//! Device lifecycle and streaming coordinator
//!
//! A single task owns the device registry and performs every state
//! transition and consumer callback. Other contexts talk to it through a
//! [`CoordinatorHandle`]; permission prompts run in spawned tasks that post
//! their outcome back, so a pending prompt never stalls other devices.
//!
//! ```text
//! attach -> filters -> consumers -> permission -> open -> negotiate -> start
//!                                                              |
//! detach <- close <- engine stop <- on_stream_stopped <--------+
//! ```

mod consumer;
mod handle;
mod negotiate;
mod state;


pub use consumer::{AttachDecision, Consumer};
pub use handle::CoordinatorHandle;
pub use negotiate::{negotiate, FormatRequest};
pub use state::{DeviceState, DeviceStatus};

use std::collections::{HashMap, VecDeque};
use std::sync::Arc;
use tokio::sync::{broadcast, mpsc};
use tokio::task::JoinHandle;
use tokio_util::sync::CancellationToken;
use tracing::{debug, info, warn};

use crate::capability::{CapabilityCatalog, Resolution};
use crate::config::{ConfigStore, HubConfig};
use crate::device::{Device, DeviceDescriptor, DeviceId, FilterDecision};
use crate::engine::CaptureEngine;
use crate::error::{Result, UvcError};
use crate::events::{EventBus, HubEvent};
use crate::permission::{PermissionBackend, PermissionCoordinator, PermissionResult};
use crate::session::{AudioSession, StreamingSession};
use handle::Signal;
use state::DeviceEntry;

/// Owns the device registry and drives each device through its lifecycle
pub struct DeviceCoordinator {
    engine: Arc<dyn CaptureEngine>,
    permissions: Arc<PermissionCoordinator>,
    config: ConfigStore,
    events: Arc<EventBus>,
    consumers: Vec<Arc<dyn Consumer>>,
    devices: HashMap<DeviceId, DeviceEntry>,
    /// Accepted devices waiting for the single permission slot
    permission_queue: VecDeque<DeviceId>,
    pending_permission: Option<PendingPermission>,
    permission_seq: u64,
    paused: bool,
    attach_seq: u64,
    signal_tx: Option<mpsc::WeakUnboundedSender<Signal>>,
}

──────────

# REQUIRED WORK
Write out the lines of the entries, word for word, from the first through the one containing "through its lifecycle", and stop at that line.

# RESULT OF THE TASK
//! Device lifecycle and streaming coordinator
//!
//! A single task owns the device registry and performs every state
//! transition and consumer callback. Other contexts talk to it through a
//! [`CoordinatorHandle`]; permission prompts run in spawned tasks that post
//! their outcome back, so a pending prompt never stalls other devices.
//!
//! ```text
//! attach -> filters -> consumers -> permission -> open -> negotiate -> start
//!                                                              |
//! detach <- close <- engine stop <- on_stream_stopped <--------+
//! ```

mod consumer;
mod handle;
mod negotiate;
mod state;


pub use consumer::{AttachDecision, Consumer};
pub use handle::CoordinatorHandle;
pub use negotiate::{negotiate, FormatRequest};
pub use state::{DeviceState, DeviceStatus};

use std::collections::{HashMap, VecDeque};
use std::sync::Arc;
use tokio::sync::{broadcast, mpsc};
use tokio::task::JoinHandle;
use tokio_util::sync::CancellationToken;
use tracing::{debug, info, warn};

use crate::capability::{CapabilityCatalog, Resolution};
use crate::config::{ConfigStore, HubConfig};
use crate::device::{Device, DeviceDescriptor, DeviceId, FilterDecision};
use crate::engine::CaptureEngine;
use crate::error::{Result, UvcError};
use crate::events::{EventBus, HubEvent};
use crate::permission::{PermissionBackend, PermissionCoordinator, PermissionResult};
use crate::session::{AudioSession, StreamingSession};
use handle::Signal;
use state::DeviceEntry;

/// Owns the device registry and drives each device through its lifecycle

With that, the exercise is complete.